Al Sharpton dismissed Dean as sounding more like "Stonewall Jackson than Jesse Jackson," adding Dean is "insensitive" and "too arrogant to say 'I'm wrong.' " John Edwards, indignant and almost in tears, joined Sharpton in demanding Dean apologize - and added: "The last thing we need in the South is somebody like you coming down and telling us what we need."
Initially, Dean dug in. "I was not wrong, John Edwards!" he said. Later, uncertain how to deal with such confrontational rabbits, he sought counsel from the sage Jimmy Carter. Ultimately Dean said, "I started this discussion in a clumsy way" and "I deeply regret the pain that I may have caused."
Dean is no dummy.
He obviously understands the Republicanization of the formerly Democratic South during the past decades. He meant by his remark that to strengthen themselves nationally the Democrats must broaden their appeal to precisely the Southern whites that have left the Democratic Party in droves. "We can't beat George Bush unless we appeal to a broad cross-section of Democrats," Dean said along the way. "I make no apology for reaching out to poor white people."

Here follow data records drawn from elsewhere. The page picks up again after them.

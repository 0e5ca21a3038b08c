// Copyright (C) 2026 Fred Clausen
// Use of this source code is governed by an MIT-style
// license that can be found in the LICENSE file or at
// https://opensource.org/licenses/MIT.

use crate::apply::apply_leave;
use crate::balance::{available_cl_for_month, balance_report};
use crate::clock::{Clock, SystemClock};
use crate::decision::{Decision, decide};
use crate::error::CoreError;
use crate::ports::UnitOfWork;
use crate::views::{self, ApplicationSummary, ApproverStats, DepartmentOverview};
use leave_ledger_domain::{ApplicationId, BalanceReport, Days, EmployeeId, LeaveApplication, LeaveDraft};
use time::Date;
use tracing::{info, warn};

/// The leave policy engine.
///
/// Every operation takes the acting employee explicitly and runs as one
/// unit of work against the store: balance reads, validation and the final
/// write commit together or not at all.
#[derive(Debug)]
pub struct LeaveEngine<S, C = SystemClock> {
    store: S,
    clock: C,
}

impl<S, C> LeaveEngine<S, C>
where
    S: UnitOfWork,
    C: Clock,
{
    /// Creates an engine over a store and a clock.
    #[must_use]
    pub const fn new(store: S, clock: C) -> Self {
        Self { store, clock }
    }

    /// The underlying store.
    pub const fn store_mut(&mut self) -> &mut S {
        &mut self.store
    }

    /// The engine's clock.
    pub const fn clock_mut(&mut self) -> &mut C {
        &mut self.clock
    }

    /// The date operations are evaluated on.
    #[must_use]
    pub fn today(&self) -> Date {
        self.clock.today()
    }

    /// Submits a leave application for `actor`.
    ///
    /// # Errors
    ///
    /// Returns `CoreError::Validation` naming the policy rule that refused
    /// the request, `CoreError::Configuration` if the applicant has no
    /// approver, `CoreError::NotFound` for an unknown applicant, or
    /// `CoreError::Internal` if the store fails.
    pub fn apply(&mut self, actor: EmployeeId, draft: LeaveDraft) -> Result<LeaveApplication, CoreError> {
        let today: Date = self.clock.today();
        info!(
            employee_id = %actor,
            leave_type = %draft.leave_type,
            start_date = %draft.start_date,
            "Applying for leave"
        );
        let result: Result<LeaveApplication, CoreError> =
            self.store.run(|store| apply_leave(store, actor, &draft, today));
        if let Err(CoreError::Validation(reason)) = &result {
            warn!(employee_id = %actor, reason = %reason, "Leave application rejected");
        }
        result
    }

    /// Lists `actor`'s own applications, newest first.
    ///
    /// # Errors
    ///
    /// Returns `CoreError::NotFound` for an unknown employee or
    /// `CoreError::Internal` if the store fails.
    pub fn list_mine(&mut self, actor: EmployeeId) -> Result<Vec<ApplicationSummary>, CoreError> {
        self.store.run(|store| views::list_mine(store, actor))
    }

    /// Computes `actor`'s balance.
    ///
    /// Administrators get an empty report.
    ///
    /// # Errors
    ///
    /// Returns `CoreError::NotFound` for an unknown employee or
    /// `CoreError::Internal` if the store fails.
    pub fn balance(&mut self, actor: EmployeeId) -> Result<BalanceReport, CoreError> {
        let today: Date = self.clock.today();
        self.store.run(|store| balance_report(store, actor, today))
    }

    /// Casual leave available to `actor` for `month` of `year`.
    ///
    /// # Errors
    ///
    /// Returns `CoreError::Validation` for a month outside 1-12,
    /// `CoreError::NotFound` for an unknown employee, or
    /// `CoreError::Internal` if the store fails.
    pub fn available_cl_for_month(
        &mut self,
        actor: EmployeeId,
        year: i32,
        month: u8,
    ) -> Result<Days, CoreError> {
        let today: Date = self.clock.today();
        self.store
            .run(|store| available_cl_for_month(store, actor, year, month, today))
    }

    /// Pending applications awaiting `actor`'s decision.
    ///
    /// # Errors
    ///
    /// Returns `CoreError::Internal` if the store fails.
    pub fn pending_for_approver(&mut self, actor: EmployeeId) -> Result<Vec<ApplicationSummary>, CoreError> {
        self.store.run(|store| views::pending_for_approver(store, actor))
    }

    /// Approved applications `actor` may still cancel.
    ///
    /// # Errors
    ///
    /// Returns `CoreError::Internal` if the store fails.
    pub fn cancellable_for_approver(
        &mut self,
        actor: EmployeeId,
    ) -> Result<Vec<ApplicationSummary>, CoreError> {
        let today: Date = self.clock.today();
        self.store
            .run(|store| views::cancellable_for_approver(store, actor, today))
    }

    /// Decision counts for applications routed to `actor`.
    ///
    /// # Errors
    ///
    /// Returns `CoreError::Internal` if the store fails.
    pub fn approver_stats(&mut self, actor: EmployeeId) -> Result<ApproverStats, CoreError> {
        self.store.run(|store| views::approver_stats(store, actor))
    }

    /// Pending and current leave across `actor`'s department.
    ///
    /// # Errors
    ///
    /// Returns `CoreError::Authorization` if `actor` does not review
    /// department leave, `CoreError::NotFound` for an unknown employee, or
    /// `CoreError::Internal` if the store fails.
    pub fn department_overview(&mut self, actor: EmployeeId) -> Result<DepartmentOverview, CoreError> {
        let today: Date = self.clock.today();
        self.store
            .run(|store| views::department_overview(store, actor, today))
    }

    /// Approves a pending application.
    ///
    /// # Errors
    ///
    /// Returns `CoreError::NotFound`, `CoreError::Authorization` if `actor` is
    /// not the recorded approver, `CoreError::State` if the application is
    /// not pending, or `CoreError::Internal` if the store fails.
    pub fn approve(&mut self, actor: EmployeeId, id: ApplicationId) -> Result<LeaveApplication, CoreError> {
        self.decide(actor, id, Decision::Approve)
    }

    /// Rejects a pending application.
    ///
    /// # Errors
    ///
    /// Returns `CoreError::NotFound`, `CoreError::Authorization` if `actor` is
    /// not the recorded approver, `CoreError::State` if the application is
    /// not pending, or `CoreError::Internal` if the store fails.
    pub fn reject(&mut self, actor: EmployeeId, id: ApplicationId) -> Result<LeaveApplication, CoreError> {
        self.decide(actor, id, Decision::Reject)
    }

    /// Cancels an approved application within its grace window.
    ///
    /// # Errors
    ///
    /// Returns `CoreError::NotFound`, `CoreError::Authorization` if `actor` is
    /// not the recorded approver, `CoreError::State` if the application is
    /// not approved or the grace window has closed, or `CoreError::Internal`
    /// if the store fails.
    pub fn cancel(&mut self, actor: EmployeeId, id: ApplicationId) -> Result<LeaveApplication, CoreError> {
        self.decide(actor, id, Decision::Cancel)
    }

    fn decide(
        &mut self,
        actor: EmployeeId,
        id: ApplicationId,
        decision: Decision,
    ) -> Result<LeaveApplication, CoreError> {
        let today: Date = self.clock.today();
        let result: Result<LeaveApplication, CoreError> =
            self.store.run(|store| decide(store, actor, id, decision, today));
        if let Err(CoreError::Authorization(reason) | CoreError::State(reason)) = &result {
            warn!(
                application_id = %id,
                employee_id = %actor,
                decision = ?decision,
                reason = %reason,
                "Leave decision refused"
            );
        }
        result
    }
}
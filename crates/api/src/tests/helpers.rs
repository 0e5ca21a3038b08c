// Copyright (C) 2026 Fred Clausen
// Use of this source code is governed by an MIT-style
// license that can be found in the LICENSE file or at
// https://opensource.org/licenses/MIT.

//! Test helper functions and fixtures.

use leave_ledger::{FixedClock, LeaveEngine};
use leave_ledger_domain::EmployeeId;
use leave_ledger_persistence::{Persistence, SeedData};
use time::Date;

use crate::{ApplyLeaveRequest, AuthenticatedActor};

pub const DIRECTOR: EmployeeId = EmployeeId::new(1);
pub const MANAGER: EmployeeId = EmployeeId::new(2);
pub const ASHA: EmployeeId = EmployeeId::new(3);
pub const RAVI: EmployeeId = EmployeeId::new(4);
pub const ADMIN: EmployeeId = EmployeeId::new(5);

const SEED_JSON: &str = r#"{
    "employees": [
        { "id": 1, "full_name": "Meera Iyer", "role": "DIRECTOR", "gender": "FEMALE",
          "join_date": "2015-04-01", "department": "Engineering" },
        { "id": 2, "full_name": "Sanjay Kulkarni", "role": "HOD", "gender": "MALE",
          "join_date": "2017-08-01", "department": "Engineering", "reporting_to": 1 },
        { "id": 3, "full_name": "Asha Rao", "role": "EMPLOYEE", "gender": "FEMALE",
          "join_date": "2020-01-15", "department": "Engineering", "reporting_to": 2 },
        { "id": 4, "full_name": "Ravi Kumar", "role": "EMPLOYEE", "gender": "MALE",
          "join_date": "2021-09-01", "department": "Engineering", "reporting_to": 2 },
        { "id": 5, "full_name": "Office Admin", "role": "ADMIN", "gender": "OTHER",
          "join_date": "2016-01-01", "department": "Administration" }
    ],
    "holidays": [ { "date": "2025-01-14", "name": "Pongal" } ]
}"#;

pub fn create_test_engine(today: Date) -> LeaveEngine<Persistence, FixedClock> {
    let mut persistence: Persistence = Persistence::new_in_memory().unwrap();
    persistence
        .seed(&SeedData::from_json(SEED_JSON).unwrap())
        .unwrap();
    LeaveEngine::new(persistence, FixedClock::new(today))
}

pub const fn actor(id: EmployeeId) -> AuthenticatedActor {
    AuthenticatedActor::new(id)
}

pub fn create_apply_request(leave_type: &str, start_date: &str, end_date: Option<&str>) -> ApplyLeaveRequest {
    ApplyLeaveRequest {
        leave_type: leave_type.to_string(),
        start_date: start_date.to_string(),
        end_date: end_date.map(str::to_string),
        reason: String::from("  sister's wedding "),
    }
}
// Copyright (C) 2026 Fred Clausen
// Use of this source code is governed by an MIT-style
// license that can be found in the LICENSE file or at
// https://opensource.org/licenses/MIT.

#![deny(
    clippy::pedantic,
    clippy::cargo,
    clippy::nursery,
    clippy::style,
    clippy::correctness,
    clippy::all,
    clippy::suspicious,
    clippy::complexity,
    clippy::perf,
    clippy::unwrap_used,
    clippy::expect_used
)]

mod apply;
mod balance;
mod clock;
mod decision;
mod engine;
mod error;
mod ports;
mod views;

#[cfg(test)]
mod tests;

// Re-export public types
pub use clock::{Clock, FixedClock, SystemClock};
pub use engine::LeaveEngine;
pub use error::CoreError;
pub use ports::{
    EmployeeStore, HolidaySource, LeaveApplicationStore, LeaveStore, StoreError, UnitOfWork,
    UserDirectory,
};
pub use views::{ApplicationSummary, ApproverStats, DepartmentOverview};
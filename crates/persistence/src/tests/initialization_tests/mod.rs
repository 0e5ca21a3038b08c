// Copyright (C) 2026 Fred Clausen
// Use of this source code is governed by an MIT-style
// license that can be found in the LICENSE file or at
// https://opensource.org/licenses/MIT.

//! Connection and schema set-up tests.
//!
//! Every other persistence test also exercises connection set-up and
//! migrations through `Persistence::new_in_memory()`.

use crate::error::PersistenceError;
use crate::{LEAVE_TABLES, Persistence};
use diesel::RunQueryDsl;
use crate::tests::{PRIYA, create_test_persistence};

#[test]
fn test_persistence_initialization() {
    let result: Result<Persistence, PersistenceError> = Persistence::new_in_memory();
    assert!(result.is_ok());
}

#[test]
fn test_fresh_database_passes_schema_check() {
    let mut persistence: Persistence = Persistence::new_in_memory().unwrap();
    assert!(persistence.verify_schema().is_ok());
    assert!(LEAVE_TABLES.contains(&"leave_applications"));
}

#[test]
fn test_schema_check_requires_foreign_keys() {
    let mut persistence: Persistence = Persistence::new_in_memory().unwrap();
    diesel::sql_query("PRAGMA foreign_keys = OFF")
        .execute(&mut persistence.conn)
        .unwrap();

    assert_eq!(
        persistence.verify_schema(),
        Err(PersistenceError::ForeignKeyEnforcementNotEnabled)
    );
}

#[test]
fn test_schema_check_names_missing_table() {
    let mut persistence: Persistence = Persistence::new_in_memory().unwrap();
    diesel::sql_query("DROP TABLE holidays")
        .execute(&mut persistence.conn)
        .unwrap();

    assert_eq!(
        persistence.verify_schema(),
        Err(PersistenceError::InitializationError(String::from(
            "ledger table holidays is missing"
        )))
    );
}

#[test]
fn test_multiple_in_memory_instances_are_isolated() {
    let mut seeded: Persistence = create_test_persistence();
    let mut empty: Persistence = Persistence::new_in_memory().unwrap();

    assert!(seeded.employee(PRIYA).unwrap().is_some());
    assert!(empty.employee(PRIYA).unwrap().is_none());
    assert!(empty.employees().unwrap().is_empty());
}

#[test]
fn test_file_database_survives_reopen() {
    let path: std::path::PathBuf = std::env::temp_dir().join(format!(
        "leave_ledger_reopen_{}.db",
        std::process::id()
    ));
    let _ = std::fs::remove_file(&path);

    {
        let mut persistence: Persistence = Persistence::new_with_file(&path).unwrap();
        persistence.seed(&crate::tests::create_test_seed()).unwrap();
    }

    let mut reopened: Persistence = Persistence::new_with_file(&path).unwrap();
    assert_eq!(reopened.employees().unwrap().len(), 4);

    drop(reopened);
    let _ = std::fs::remove_file(&path);
}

Yet he employed the wrong symbol and slipped. Up there in the Vermontian provinces, Howard Dean may have missed that rightly or wrongly the Confederate flag has been politicized - ideologized - as a symbol of white hatred of African-Americans. Its display on public property is absolutely improper. But its display on private property (even pickups) - indeed, its very mention - roils the domestic sea, as repeated scenes in Richmond amply testify.
And politically, the flag is a killer. Last year Democrat Ben "Cooter" Jones, of "Dukes of Hazzard" television fame, in his congressional campaign for Virginia's 7th District seat, employed the "General Lee" Dodge Charger from the TV show - complete with Confederate flag painted on the roof - as a prop. He said: "I do fly (the Confederate) flag" and "I'm not going to take it down." He lost with hardly more than 30 percent of the vote in a two-man race.
The South has left the Democratic column, no question.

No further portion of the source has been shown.